US Treasury seeks comment on capital market support for NBCR/cyber terrorism

The Federal Insurance Office (FIO) of the United States Department of the Treasury is seeking industry input and feedback on how reinsurance and retrocession available in capital markets can be useful for terrorism-related risks.

This is the latest initiative to gather input and feedback from insurance and reinsurance industry players as well as other stakeholders, on the operation of the terrorism risk insurance program ( TRIP).

It was created under the Terrorism Risk Insurance Act of 2002 (TRIA), which requires participating insurers to offer insurance for losses resulting from acts of terrorism, as well as to provide a net federal government reinsurance-type security.

Now, a report on the effectiveness must be submitted to Congress by June 30, 2022, and FIO is seeking industry input on some key issues related to the Terrorism Insurance Program (TRIP).

Some of these questions are relevant to the insurance securities market (ILS), as well as sources of reinsurance capital in capital markets.

Specifically, FIO’s Steven E. Seitz is seeking industry input and feedback on two key areas of terrorism insurance risk, nuclear, biological, chemical, or radiological (NBCR) coverage and cyberterrorism coverage. .

FIO invites comments on:

The availability of terrorism risk insurance coverage for losses resulting from nuclear, biological, chemical or radiological (NBCR) exposures, and the availability of reinsurance or financial market support for such terrorism risk insurance;


The availability of reinsurance or capital markets support for cybersecurity-related losses resulting from acts of terrorism as defined by the TRIA.

The specific mention of capital market support in both cases is likely a direct reference to insurance-linked securities (ILS) structures, such as catastrophe bonds, and whether they can provide reinsurance capacity. and additional retrocession to support the TRIA and TRIP terrorism insurance programs to help provide more capacity and support to insurers underwriting these risks.
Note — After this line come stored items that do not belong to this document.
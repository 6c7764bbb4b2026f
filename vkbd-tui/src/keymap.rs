use crossterm::event::KeyEvent as TermKeyEvent;
use vkbd_core::{
    action::Action,
    config::{KeysConfig, keys::Command},
    input::KeyEvent,
    layout::Direction,
    state::AppState,
};

/// Resolve a terminal key event into an Action. Keys never type into the
/// buffer; they only drive focus and the on-screen key selection.
pub fn resolve_action(key: TermKeyEvent, state: &AppState, keys: &KeysConfig) -> Option<Action> {
    let keymap = keys.keymap(state.keyboard.is_visible());
    let command = keymap.get(&KeyEvent::from(key))?;
    command_to_action(command)
}

fn command_to_action(command: &Command) -> Option<Action> {
    match command {
        Command::Noop => None,
        Command::Quit => Some(Action::Quit),
        Command::FocusNext => Some(Action::FocusNext),
        Command::FocusPrevious => Some(Action::FocusPrevious),
        Command::MoveLeft => Some(Action::MoveSelection(Direction::Left)),
        Command::MoveRight => Some(Action::MoveSelection(Direction::Right)),
        Command::MoveUp => Some(Action::MoveSelection(Direction::Up)),
        Command::MoveDown => Some(Action::MoveSelection(Direction::Down)),
        Command::PressKey => Some(Action::PressSelected),
        Command::CloseKeyboard => Some(Action::CloseKeyboard),
    }
}
use ratatui::layout::{Constraint, Layout, Rect};
use vkbd_core::keyboard::VirtualKeyboard;

pub mod field_list;
pub mod keyboard;
pub mod status_bar;
pub mod text_field;

/// Areas the screen is split into for one frame.
#[derive(Debug, Clone, Copy, PartialEq, Eq)]
pub struct ScreenLayout {
    pub fields: Rect,
    /// Present only while the keyboard is visible.
    pub keyboard: Option<Rect>,
    pub status: Rect,
}

/// Fields fill the top, the keyboard takes a full-width block at the bottom
/// above a one-line status bar.
pub fn screen_layout(area: Rect, keyboard: &VirtualKeyboard) -> ScreenLayout {
    if keyboard.is_visible() {
        let height = keyboard::keyboard_height(keyboard);
        let chunks = Layout::vertical([
            Constraint::Min(1),
            Constraint::Length(height),
            Constraint::Length(1),
        ])
        .split(area);
        ScreenLayout {
            fields: chunks[0],
            keyboard: Some(chunks[1]),
            status: chunks[2],
        }
    } else {
        let chunks = Layout::vertical([Constraint::Min(1), Constraint::Length(1)]).split(area);
        ScreenLayout {
            fields: chunks[0],
            keyboard: None,
            status: chunks[1],
        }
    }
}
This is a topic that has come up in the past, with inquiries into how capital markets could provide additional capacity to support TRIA and TRIP having already taken place.

We have written many times about the challenges in providing adequate cyber insurance, with a lack of reinsurance and retrocession capacity, two issues that are holding back the development and growth of the cyber market.

This has also been true for NBCR terrorism exposures, where the traditional market has not always had the reinsurance or retroactive capacity to absorb all the risks that might be generated and insurers have therefore been prevented from offering as much coverage as they would like.

It appears that the FIO would like to see these terrorism insurance products become more readily available and recognizes the need for greater reinsurance capacity to support them, as well as the ability for capital market investors and ILS funds to play a role here.

Of course, we have priority here thanks to two catastrophe bonds sponsored by Pool Re, the UK government-backed terrorism reinsurer.

Pool Re has secured retrocessional reinsurance capacity in the capital markets through its Baltic PCC catastrophe bond deals, the second of which was issued this year.

These contain an element of exposure to cyber-terrorism and NBCR, or CBRN as Pool Re calls it, demonstrating that capital markets have an appetite for these risks in a well-structured and securitized format.